50

New York, New York

 

 

 

Con ojos desorbitados, los dos hermanos abordan el avión y ocupan sus sillas en primera clase.

—¡Bacaneados, hermano, silla grande y todo! —dice Juan, desconcertado.

Después de siete horas de vuelo divisan la majestuosidad de la isla de Manhattan con sus rascacielos imponentes que les parecen un sueño y se sienten en otro planeta. Carmelo había estado en Europa, pero esto no se compara con lo que había visto hasta ahora. La ciudad les parece magnifica y reluce bajo la lluvia como una ciudad de ensueño. Por lo menos eso les parece a los dos hermanos, primeros en descender del avión. Caminan por los pasillos entre la gente y Juan le sirve de guía a su nervioso hermano.

En la fila de inmigración, un guardia los lleva a una sala privada y les ordena sentarse junto a otras personas, una de las cuales fue instada a poner la mano en una Biblia y jurar decir la verdad, sólo la verdad y nada más que la verdad.

—Y yo, hijueputa, ¿qué es esto, una corte o qué?

Cada segundo aumenta la angustia por sentirse atrapados y en un ambiente hostil, hasta que los uniformados logran contactar al agente del ICE Romedio Viola, quien les dijo que se encargaría de ellos porque son sus invitados.

Falta una última requisa en la aduana de Estados Unidos. Es lo que Carmelo jamás habría imaginado, pues él, que había visto burlar todos los controles de su país, se veía ahora abocado a pasar como un ciudadano normal por un control aduanal. Es sorprendente y así se lo manifiesta a su hermano, que todavía no se repone de la sorpresa de ver una ciudad que sólo se puede creer cuando se está en su suelo.

Una vez cumplen todos los requisitos son recibidos por el abogado, que los abraza y les da la bienvenida. Casi a la una de la madrugada llegan al hotel, y se cita a la mañana siguiente con el abogado para tener algo de tiempo para desayunar y prepararse para la dura jornada que le espera a Carmelo, pues debe reunirse con la fiscal y con el agente que lo aguardan.

Al día siguiente y abordo de un taxi, navegan por el aguacero inclemente que azota la ciudad y se desplaza hasta Brooklyn, donde sostendrá su primer encuentro formal con autoridades judiciales estadounidenses. Por teléfono el abogado recibe la confirmación de que El Mono ya lo espera.
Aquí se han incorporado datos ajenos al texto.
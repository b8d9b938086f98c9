use clap::Parser;
use std::path::PathBuf;

#[derive(Parser, Debug)]
#[command(
    name = "seqren",
    about = "Batch rename files into a numbered sequence, skipping numbers already in use"
)]
pub struct Args {
    /// Naming rule ending with the starting number (e.g. IMG_1020)
    pub rule: String,

    /// Target folder
    pub path: PathBuf,

    /// Target file extension (e.g. jpg)
    pub ext: String,

    /// Show the planned renames without touching any file
    #[arg(short = 'n', long)]
    pub dry_run: bool,

    /// Print the plan as JSON (dry run only)
    #[arg(long, requires = "dry_run")]
    pub json: bool,

    /// Verbose logging
    #[arg(short, long, action = clap::ArgAction::Count)]
    pub verbose: u8,
}
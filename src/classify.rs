use crate::consts::SEQUENCE_DIGITS;
use crate::error::{Result, SequenceError};
use crate::types::{Extension, FileEntry, ReservedNumbers, Rule};
use regex::{Regex, RegexBuilder};
use std::fs;
use std::path::Path;

/// Files with the target extension, split by whether they already follow the rule.
#[derive(Debug, Default, Clone)]
pub struct Classification {
    /// Files named `prefix + digits + ext`. Their numbers are in `reserved`.
    pub conforming: Vec<FileEntry>,
    /// Everything else with the target extension, in scan order.
    pub to_rename: Vec<FileEntry>,
    pub reserved: ReservedNumbers,
}

impl Classification {
    /// True when the directory had no file with the target extension at all.
    pub fn is_empty(&self) -> bool {
        self.conforming.is_empty() && self.to_rename.is_empty()
    }
}

/// List regular files directly inside `dir` whose extension matches `ext`.
pub fn scan_directory(dir: &Path, ext: &Extension) -> Result<Vec<FileEntry>> {
    if !dir.is_dir() {
        return Err(SequenceError::DirectoryNotFound {
            path: dir.to_path_buf(),
        });
    }
    let read_err = |source: std::io::Error| SequenceError::ReadDirectory {
        path: dir.to_path_buf(),
        source,
    };

    let mut out = Vec::new();
    for entry in fs::read_dir(dir).map_err(read_err)? {
        let path = entry.map_err(read_err)?.path();
        if !path.is_file() || !ext.matches(&path) {
            continue;
        }
        match path.file_name().and_then(|s| s.to_str()) {
            Some(name) => {
                tracing::trace!(file = name, "matched extension");
                let name = name.to_string();
                out.push(FileEntry::new(path, name));
            }
            None => tracing::warn!(path = %path.display(), "skipping file with non UTF-8 name"),
        }
    }
    tracing::debug!(dir = %dir.display(), count = out.len(), "scanned directory");
    Ok(out)
}

/// Build the `^prefix([0-9]+)ext$` matcher with prefix and extension taken literally.
pub fn conforming_pattern(rule: &Rule, ext: &Extension) -> Result<Regex> {
    let pattern = format!(
        "^{}{}{}$",
        regex::escape(&rule.prefix),
        SEQUENCE_DIGITS,
        regex::escape(ext.as_str())
    );
    Ok(RegexBuilder::new(&pattern).case_insensitive(true).build()?)
}

/// Parse the sequence number out of `name` if it already follows the rule.
///
/// `Some(None)` means the name conforms but its digits overflow `u64`; such a
/// number can never collide with a generated one.
fn conforming_number(pattern: &Regex, name: &str) -> Option<Option<u64>> {
    pattern
        .captures(name)
        .and_then(|caps| caps.get(1))
        .map(|m| m.as_str().parse::<u64>().ok())
}

/// Partition `entries` into conforming files and files that need renaming.
pub fn classify(entries: Vec<FileEntry>, rule: &Rule, ext: &Extension) -> Result<Classification> {
    let pattern = conforming_pattern(rule, ext)?;
    let mut out = Classification::default();
    for entry in entries {
        match conforming_number(&pattern, &entry.name) {
            Some(number) => {
                if let Some(n) = number {
                    out.reserved.insert(n);
                }
                tracing::trace!(file = %entry.name, number = ?number, "already conforms");
                out.conforming.push(entry);
            }
            None => {
                tracing::trace!(file = %entry.name, "needs renaming");
                out.to_rename.push(entry);
            }
        }
    }
    tracing::debug!(
        conforming = out.conforming.len(),
        to_rename = out.to_rename.len(),
        reserved = out.reserved.len(),
        "classified files"
    );
    Ok(out)
}

/// Scan `dir` and classify its files against `rule`.
pub fn classify_directory(dir: &Path, rule: &Rule, ext: &Extension) -> Result<Classification> {
    let entries = scan_directory(dir, ext)?;
    classify(entries, rule, ext)
}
Carmelo está muy nervioso porque no ve a su hermano desde hace mucho tiempo y la posibilidad del reencuentro le retuerce el estómago. Dos horas demoró el viaje por el congestionado tráfico de la ciudad y, en silencio, Carmelo hizo un recuento mental de su vida y de sus errores. Al final, las palabras del abogado lo sacan de su mutismo, justo cuando el vehículo se detiene frente al edificio de la Fiscalía de Brooklyn.

Camina hacia un parque adyacente donde recibe instrucciones y luego lo aborda el agente Viola, que le tiende la mano y saluda sin ninguna aprensión, como a cualquier persona. Un escalofrío recorre a Carmelo de arriba abajo y se siente disminuido ante el trato del riguroso agente, como si se tratara de cualquier vecino. El agente pregunta por Juan y Carmelo responde que se quedó en el hotel.

Cada vez que Carmelo pasa los controles y es requisado por los alguaciles, un estado de nerviosismo se apodera de él, y aunque trata de disimularlo, un leve temblor le estremece las manos. El agente Viola sale a recoger al Mono, quien estará presente en la primera entrevista. Carmelo queda pensativo, y un ligero arrepentimiento alcanza a colarse en su cabeza porque no sabe a ciencia cierta si está actuando bien, ni la consecuencia real de sus actos.

Se pregunta si valía la pena haberlo arriesgado todo por unos cuantos dólares y por su hermano, que en algún momento había dudado de él, que jamás imaginó traicionarlo y mucho menos robarlo, como sus enemigos se lo insinuaron en más de una ocasión.

Hundido en sus pensamientos, Carmelo no se percata cuando se abre la puerta y aparece El Mono frente a sus ojos. En ese instante, olvidan las dudas y los malos recuerdos desaparecen mientras los dos hombres, con los ojos llenos de lágrimas, se abrazan sin pronunciar palabra. La repentina presencia de su hermano, encadenado de pies y manos, conmueve enormemente a Carmelo, que ya no se detiene y llora como un niño.

Habían pasado los cinco últimos años de su vida separados por un mal entendido y no se perdonaban haber desperdiciado la posibilidad de estar juntos en ese periodo cuando tenían la libertad, sin testigos y sin cadenas. Ahora están frente a frente y ante la cruda realidad.